Clicca per Ingrandire IL PARCO DICE NO = Venerdì 2 maggio ho salutato i miei amici di Facebook con le calde sonorità del sax suonato da Gato Barbieri. Il pezzo, magnifico, è tratto dalla colonna sonora del film “L'ultimo tango a Parigi” diretto da Bernardo Bertolucci, film mandato al rogo come Giordano Bruno dalla bacchettona censura italiana per la scena del burro fra Marlon Brando e la sodomizzata Maria Schneider. Scelta non casuale, ma suggerita nel solco del racconto che vede protagonista la Piana di Calenella (in agro di Vico del Gargano; ndr), prossima a essere imburrata e sodomizzata da un gruppetto di amici praticoni, tenuti al riparo da occhi indiscreti per effetto di quel cono visuale salvifico delle ali a Est come a Ovest della piana (vedi foto 1 sotto, segnalata da Domenico Sergio Antonacci; ndr).

Il ‘Rapporto Ambientale’, infatti, che accompagna ed esalta le scelte del Piano Urbanistico Generale del Comune garganico sulla Piana di Calenella recita: “Trascurabili sono anche stimati gli impatti, pure ipotizzabili, indotti dalle ‘modificazioni socioeconomiche o di gestione tradizionale delle risorse’, il passaggio di questo particolare territorio a usi sempre misti agricolo-ricettivi, ma nei quali la componente turistica assume maggior peso - sebbene benvenuta per molteplici ragioni, tra le quali non ultima la possibilità di conservare all’attuale uso agricolo la Piana di Calenella - indurranno certamente uno stress ambientale, per il momento sconosciuto, che potrebbe compromettere i valori ambientali del SIC (Sito d'Interesse Comunitario) ‘Pineta Marzini’, per conto suo sottoposta di nuovo a un uso intensivo, causa recupero del campeggio comunale in essa previsto”. (Finalmente abbiamo capito perché il villaggio turistico Macchia di Mare è chiuso e abbandonato; nda.)

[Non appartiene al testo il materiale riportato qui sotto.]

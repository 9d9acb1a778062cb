//! Scene programs and the shader module cache.

use log::{debug, info};
use std::{collections::HashMap, sync::Arc};
use wgpu::{ShaderModuleDescriptor, ShaderSource};

use globe_scene::{ShaderProgram, SurfaceMaterial};

use crate::texture::TextureRole;

const COMMON_SOURCE: &str = include_str!("shaders/common.wgsl");

/// One WGSL program per kind of surface material.
#[derive(Clone, Copy, Debug, PartialEq, Eq, Hash)]
pub enum ShaderFamily {
    Phong,
    Lambert,
    Atmosphere,
    Galaxy,
}

impl ShaderFamily {
    pub const ALL: [ShaderFamily; 4] = [
        ShaderFamily::Phong,
        ShaderFamily::Lambert,
        ShaderFamily::Atmosphere,
        ShaderFamily::Galaxy,
    ];

    pub fn for_material(material: &SurfaceMaterial) -> Self {
        match material {
            SurfaceMaterial::Phong(_) => ShaderFamily::Phong,
            SurfaceMaterial::Lambert(_) => ShaderFamily::Lambert,
            SurfaceMaterial::Shader(s) => match s.program {
                ShaderProgram::Atmosphere(_) => ShaderFamily::Atmosphere,
                ShaderProgram::Galaxy { .. } => ShaderFamily::Galaxy,
            },
        }
    }

    pub fn name(self) -> &'static str {
        match self {
            ShaderFamily::Phong => "phong",
            ShaderFamily::Lambert => "lambert",
            ShaderFamily::Atmosphere => "atmosphere",
            ShaderFamily::Galaxy => "galaxy",
        }
    }

    fn body(self) -> &'static str {
        match self {
            ShaderFamily::Phong => include_str!("shaders/phong.wgsl"),
            ShaderFamily::Lambert => include_str!("shaders/lambert.wgsl"),
            ShaderFamily::Atmosphere => include_str!("shaders/atmosphere.wgsl"),
            ShaderFamily::Galaxy => include_str!("shaders/galaxy.wgsl"),
        }
    }

    /// Full WGSL source: the shared bindings followed by the program.
    pub fn source(self) -> String {
        format!("{COMMON_SOURCE}\n{}", self.body())
    }

    /// Whether group 1 carries a program uniform at binding 1.
    pub fn has_program_uniform(self) -> bool {
        matches!(self, ShaderFamily::Atmosphere | ShaderFamily::Galaxy)
    }

    /// Formats of the sampled textures, in binding order. Matches
    /// [`SurfaceMaterial::textures`].
    pub fn texture_roles(self) -> &'static [TextureRole] {
        match self {
            ShaderFamily::Phong => &[TextureRole::Color, TextureRole::Data, TextureRole::Data],
            ShaderFamily::Lambert | ShaderFamily::Galaxy => &[TextureRole::Color],
            ShaderFamily::Atmosphere => &[],
        }
    }
}

/// Compiled shader modules, one per family, created on first use.
#[derive(Default)]
pub struct ShaderLibrary {
    modules: HashMap<ShaderFamily, Arc<wgpu::ShaderModule>>,
}

impl ShaderLibrary {
    pub fn new() -> Self {
        Self::default()
    }

    /// Return the cached module for `family`, compiling it if needed.
    pub fn get_or_load(
        &mut self,
        device: &wgpu::Device,
        family: ShaderFamily,
    ) -> Arc<wgpu::ShaderModule> {
        if let Some(module) = self.modules.get(&family) {
            debug!("Reusing shader '{}'", family.name());
            return Arc::clone(module);
        }

        let module = Arc::new(device.create_shader_module(ShaderModuleDescriptor {
            label: Some(family.name()),
            source: ShaderSource::Wgsl(family.source().into()),
        }));
        info!("Loaded shader '{}'", family.name());
        self.modules.insert(family, Arc::clone(&module));
        module
    }

    pub fn get(&self, family: ShaderFamily) -> Option<Arc<wgpu::ShaderModule>> {
        self.modules.get(&family).cloned()
    }

    pub fn len(&self) -> usize {
        self.modules.len()
    }

    pub fn is_empty(&self) -> bool {
        self.modules.is_empty()
    }
}

#[cfg(test)]
mod tests {
    use super::*;
    use crate::texture::create_test_device_queue;
    use globe_scene::{AtmosphereUniforms, Blending, LambertMaterial, ShaderMaterial, Side};
    use globe_texture::{Canvas, WrapMode};

    #[test]
    fn test_sources_share_bindings_and_entry_points() {
        for family in ShaderFamily::ALL {
            let source = family.source();
            assert!(source.starts_with(COMMON_SOURCE), "{}", family.name());
            assert!(source.contains("fn vs_main"), "{}", family.name());
            assert!(source.contains("fn fs_main"), "{}", family.name());
        }
    }

    #[test]
    fn test_texture_bindings_follow_program_uniform() {
        let phong = ShaderFamily::Phong.source();
        assert!(phong.contains("@group(1) @binding(4) var surface_sampler"));

        let galaxy = ShaderFamily::Galaxy.source();
        assert!(galaxy.contains("@group(1) @binding(1) var<uniform> galaxy"));
        assert!(galaxy.contains("@group(1) @binding(3) var galaxy_sampler"));
        assert!(ShaderFamily::Galaxy.has_program_uniform());
        assert!(!ShaderFamily::Lambert.has_program_uniform());
    }

    #[test]
    fn test_lambert_keeps_texels_at_alpha_threshold() {
        let lambert = ShaderFamily::Lambert.source();
        assert!(lambert.contains("if (alpha < mesh.params.y)"));
        assert!(!lambert.contains("alpha <= mesh.params.y"));
    }

    #[test]
    fn test_family_for_material() {
        let map = Canvas::new(2, 2).finish(WrapMode::Repeat, WrapMode::Repeat);
        let clouds = SurfaceMaterial::Lambert(LambertMaterial::new(map));
        assert_eq!(ShaderFamily::for_material(&clouds), ShaderFamily::Lambert);
        assert_eq!(clouds.textures().len(), ShaderFamily::Lambert.texture_roles().len());

        let glow = SurfaceMaterial::Shader(ShaderMaterial {
            program: ShaderProgram::Atmosphere(AtmosphereUniforms::default()),
            side: Side::Back,
            blending: Blending::Additive,
            depth_write: true,
            depth_test: true,
        });
        assert_eq!(ShaderFamily::for_material(&glow), ShaderFamily::Atmosphere);
        assert!(ShaderFamily::Atmosphere.texture_roles().is_empty());
    }

    #[test]
    fn test_library_caches_modules() {
        let Some((device, _queue)) = create_test_device_queue() else {
            return;
        };
        let mut library = ShaderLibrary::new();
        assert!(library.is_empty());

        for family in ShaderFamily::ALL {
            library.get_or_load(&device, family);
        }
        let first = library.get(ShaderFamily::Phong).unwrap();
        let again = library.get_or_load(&device, ShaderFamily::Phong);

        assert!(Arc::ptr_eq(&first, &again));
        assert_eq!(library.len(), 4);
    }
}
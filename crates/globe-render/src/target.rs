//! Multisampled color target resolved into the surface each frame.
//!
//! With a sample count of 1 the pass renders straight into the surface view
//! and no extra texture exists.

/// Multisample state for a pipeline drawing into a target with `sample_count`
/// samples.
pub fn multisample_state(sample_count: u32) -> wgpu::MultisampleState {
    wgpu::MultisampleState {
        count: sample_count.max(1),
        mask: !0,
        alpha_to_coverage_enabled: false,
    }
}

struct MsaaTexture {
    _texture: wgpu::Texture,
    view: wgpu::TextureView,
}

pub struct ColorTarget {
    msaa: Option<MsaaTexture>,
    format: wgpu::TextureFormat,
    sample_count: u32,
    size: (u32, u32),
}

impl ColorTarget {
    pub fn new(
        device: &wgpu::Device,
        format: wgpu::TextureFormat,
        width: u32,
        height: u32,
        sample_count: u32,
    ) -> Self {
        let size = (width.max(1), height.max(1));
        let sample_count = sample_count.max(1);
        let msaa = (sample_count > 1).then(|| {
            let texture = device.create_texture(&Self::descriptor(format, size, sample_count));
            let view = texture.create_view(&wgpu::TextureViewDescriptor::default());
            MsaaTexture {
                _texture: texture,
                view,
            }
        });
        Self {
            msaa,
            format,
            sample_count,
            size,
        }
    }

    /// Descriptor of the multisampled texture for a clamped `size`.
    pub fn descriptor(
        format: wgpu::TextureFormat,
        size: (u32, u32),
        sample_count: u32,
    ) -> wgpu::TextureDescriptor<'static> {
        wgpu::TextureDescriptor {
            label: Some("globe-msaa-color"),
            size: wgpu::Extent3d {
                width: size.0,
                height: size.1,
                depth_or_array_layers: 1,
            },
            mip_level_count: 1,
            sample_count,
            dimension: wgpu::TextureDimension::D2,
            format,
            usage: wgpu::TextureUsages::RENDER_ATTACHMENT,
            view_formats: &[],
        }
    }

    /// Reallocate after a surface resize; a no-op when the clamped size is
    /// unchanged.
    pub fn resize(&mut self, device: &wgpu::Device, width: u32, height: u32) {
        if self.size != (width.max(1), height.max(1)) {
            *self = Self::new(device, self.format, width, height, self.sample_count);
        }
    }

    pub fn sample_count(&self) -> u32 {
        self.sample_count
    }

    pub fn size(&self) -> (u32, u32) {
        self.size
    }

    pub fn is_multisampled(&self) -> bool {
        self.msaa.is_some()
    }

    /// Attachment that clears to `clear` and ends up in `surface_view`.
    ///
    /// Multisampled samples are resolved into the surface and discarded.
    pub fn attachment<'a>(
        &'a self,
        surface_view: &'a wgpu::TextureView,
        clear: wgpu::Color,
    ) -> wgpu::RenderPassColorAttachment<'a> {
        let (view, resolve_target) = match &self.msaa {
            Some(msaa) => (&msaa.view, Some(surface_view)),
            None => (surface_view, None),
        };
        wgpu::RenderPassColorAttachment {
            view,
            resolve_target,
            ops: wgpu::Operations {
                load: wgpu::LoadOp::Clear(clear),
                store: store_op(self.sample_count),
            },
            depth_slice: None,
        }
    }
}

fn store_op(sample_count: u32) -> wgpu::StoreOp {
    if sample_count > 1 {
        wgpu::StoreOp::Discard
    } else {
        wgpu::StoreOp::Store
    }
}
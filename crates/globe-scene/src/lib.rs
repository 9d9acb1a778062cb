//! Scene description for the contact globe.
//!
//! Meshes, materials, shader uniforms, lights, the camera and the
//! screen-space star overlay. Nothing here touches the GPU; `globe-render`
//! consumes these types.

mod camera;
mod geometry;
mod lighting;
mod material;
mod mesh;
mod overlay;
mod render_state;
mod scene;
mod shader;

pub use camera::{Camera, CameraUniform};
pub use geometry::{SphereGeometry, Vertex};
pub use lighting::{
    DirectionalLightUniform, Light, LightKind, LightRig, LightsUniform, MAX_DIRECTIONAL_LIGHTS,
};
pub use material::{
    Blending, LambertMaterial, PhongMaterial, ShaderMaterial, Side, SurfaceMaterial,
};
pub use mesh::{Mesh, MeshKind};
pub use overlay::{
    MAX_OVERLAY_SPRITES, OverlaySprite, SHOOTING_FADE, SHOOTING_STARS, SHOOTING_TRAVEL,
    STAR_LAYERS, STARS_PER_LAYER, ShootingStar, SpriteShape, StarOverlay, Streak,
    TWINKLE_MIN_OPACITY, TWINKLE_PEAK_SCALE, Twinkle, TwinkleStar, ease_in_out,
};
pub use render_state::RenderState;
pub use scene::{
    ATMOSPHERE_RADIUS, BACKGROUND_RADIUS, CLOUD_RADIUS, PLANET_RADIUS, Scene, SceneBuilder,
    SceneError,
};
pub use shader::{
    AtmosphereUniforms, AtmosphereUniformsGpu, GalaxyUniforms, GalaxyUniformsGpu, ShaderProgram,
    hex_rgb, srgb_to_linear,
};
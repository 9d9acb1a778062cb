//! Finished RGBA8 rasters and their PNG export.

use std::path::{Path, PathBuf};

use image::RgbaImage;
use image::imageops::{self, FilterType};

/// How texture coordinates outside `[0, 1]` are resolved along one axis.
#[derive(Clone, Copy, Debug, PartialEq, Eq, Hash)]
pub enum WrapMode {
    Repeat,
    ClampToEdge,
}

/// Errors that can occur while exporting a raster.
#[derive(Debug, thiserror::Error)]
pub enum RasterError {
    #[error("failed to create output directory {path}: {source}")]
    CreateDir {
        path: PathBuf,
        source: std::io::Error,
    },
    #[error("failed to write {path}: {source}")]
    Encode {
        path: PathBuf,
        source: image::ImageError,
    },
}

/// A fixed-size RGBA8 image with straight alpha.
///
/// Produced once by a [`Canvas`](crate::Canvas) and never modified afterwards.
#[derive(Clone, Debug, PartialEq)]
pub struct RasterImage {
    pixels: RgbaImage,
    wrap_u: WrapMode,
    wrap_v: WrapMode,
}

impl RasterImage {
    pub(crate) fn from_image(pixels: RgbaImage, wrap_u: WrapMode, wrap_v: WrapMode) -> Self {
        Self {
            pixels,
            wrap_u,
            wrap_v,
        }
    }

    pub fn width(&self) -> u32 {
        self.pixels.width()
    }

    pub fn height(&self) -> u32 {
        self.pixels.height()
    }

    /// Wrap modes along U (horizontal) and V (vertical).
    pub fn wrap(&self) -> (WrapMode, WrapMode) {
        (self.wrap_u, self.wrap_v)
    }

    /// RGBA bytes of the pixel at `(x, y)`, or `None` outside the image.
    pub fn pixel(&self, x: u32, y: u32) -> Option<[u8; 4]> {
        self.pixels.get_pixel_checked(x, y).map(|p| p.0)
    }

    /// Row-major RGBA8 bytes, ready for GPU upload.
    pub fn as_bytes(&self) -> &[u8] {
        self.pixels.as_raw()
    }

    /// Bytes per row of [`as_bytes`](Self::as_bytes).
    pub fn bytes_per_row(&self) -> u32 {
        self.width() * 4
    }

    /// Half-size copy for the next mip level, or `None` once the raster is 1x1.
    ///
    /// Odd extents round down; neither side drops below one texel.
    pub fn half_size(&self) -> Option<RasterImage> {
        if self.width() <= 1 && self.height() <= 1 {
            return None;
        }
        let width = (self.width() / 2).max(1);
        let height = (self.height() / 2).max(1);
        let pixels = imageops::resize(&self.pixels, width, height, FilterType::Triangle);
        Some(Self::from_image(pixels, self.wrap_u, self.wrap_v))
    }

    /// Encode the raster as PNG at `path`.
    pub fn save_png(&self, path: &Path) -> Result<(), RasterError> {
        self.pixels
            .save_with_format(path, image::ImageFormat::Png)
            .map_err(|source| RasterError::Encode {
                path: path.to_path_buf(),
                source,
            })
    }
}

#[cfg(test)]
mod tests {
    use super::*;

    fn checker() -> RasterImage {
        let img = RgbaImage::from_fn(4, 2, |x, y| {
            if (x + y) % 2 == 0 {
                image::Rgba([255, 255, 255, 255])
            } else {
                image::Rgba([0, 0, 0, 255])
            }
        });
        RasterImage::from_image(img, WrapMode::Repeat, WrapMode::ClampToEdge)
    }

    #[test]
    fn test_dimensions_and_layout() {
        let raster = checker();
        assert_eq!(raster.width(), 4);
        assert_eq!(raster.height(), 2);
        assert_eq!(raster.bytes_per_row(), 16);
        assert_eq!(raster.as_bytes().len(), 32);
        assert_eq!(raster.wrap(), (WrapMode::Repeat, WrapMode::ClampToEdge));
    }

    #[test]
    fn test_pixel_lookup_is_bounds_checked() {
        let raster = checker();
        assert_eq!(raster.pixel(0, 0), Some([255, 255, 255, 255]));
        assert_eq!(raster.pixel(1, 0), Some([0, 0, 0, 255]));
        assert_eq!(raster.pixel(4, 0), None);
    }

    #[test]
    fn test_half_size_chain_ends_at_one_texel() {
        let mut sizes = vec![(checker().width(), checker().height())];
        let mut level = checker();
        while let Some(next) = level.half_size() {
            sizes.push((next.width(), next.height()));
            assert_eq!(next.wrap(), level.wrap());
            level = next;
        }
        assert_eq!(sizes, vec![(4, 2), (2, 1), (1, 1)]);
    }

    #[test]
    fn test_half_size_averages_checker_to_grey() {
        let half = checker().half_size().unwrap();
        let [r, g, b, a] = half.pixel(0, 0).unwrap();
        assert!((100..=155).contains(&r), "{r}");
        assert_eq!((r, g), (g, b));
        assert_eq!(a, 255);
    }

    #[test]
    fn test_save_png_round_trip() {
        let dir = tempfile::tempdir().unwrap();
        let path = dir.path().join("checker.png");
        let raster = checker();
        raster.save_png(&path).unwrap();

        let loaded = image::open(&path).unwrap().to_rgba8();
        assert_eq!(loaded.dimensions(), (4, 2));
        assert_eq!(loaded.as_raw().as_slice(), raster.as_bytes());
    }

    #[test]
    fn test_save_png_into_missing_dir_fails() {
        let dir = tempfile::tempdir().unwrap();
        let path = dir.path().join("nope").join("x.png");
        let err = checker().save_png(&path).unwrap_err();
        assert!(matches!(err, RasterError::Encode { .. }));
    }
}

“Fra gli altri elementi trascurabili di disturbo in fase di realizzazione - continua - rientrano inoltre gli impatti indotti, sulla rete stradale in generale, dagli aumentati flussi di mezzi pesanti a causa dei lavori di realizzazione dei diversi Distretti Perequativi Produttivi (leggi cemento non più a gogò ma più ordinato; nda) previsti, tanto a Vico quanto a San Menaio”. Ma il massimo della goduria arriva quando il lettore si trova a leggere: “Quanto agli impatti positivi, sempre dell’intervento DPP3 (leggi 317 posti letto per lottizzazione turistica), si segnala un suo contributo positivo inerente il solo Sito d'Interesse Comunitario Pineta Marzini: contrastare gli elementi di vulnerabilità del SIC, quali il rischio di incendio sia per motivi legati alla elevata infiammabilità del pino, sia per motivi speculativi legati a insediamenti turistici (l'area è stata ripetutamente percorsa dal fuoco negli ultimi anni) e gli episodi di edificazione abusiva in località Monte Pucci.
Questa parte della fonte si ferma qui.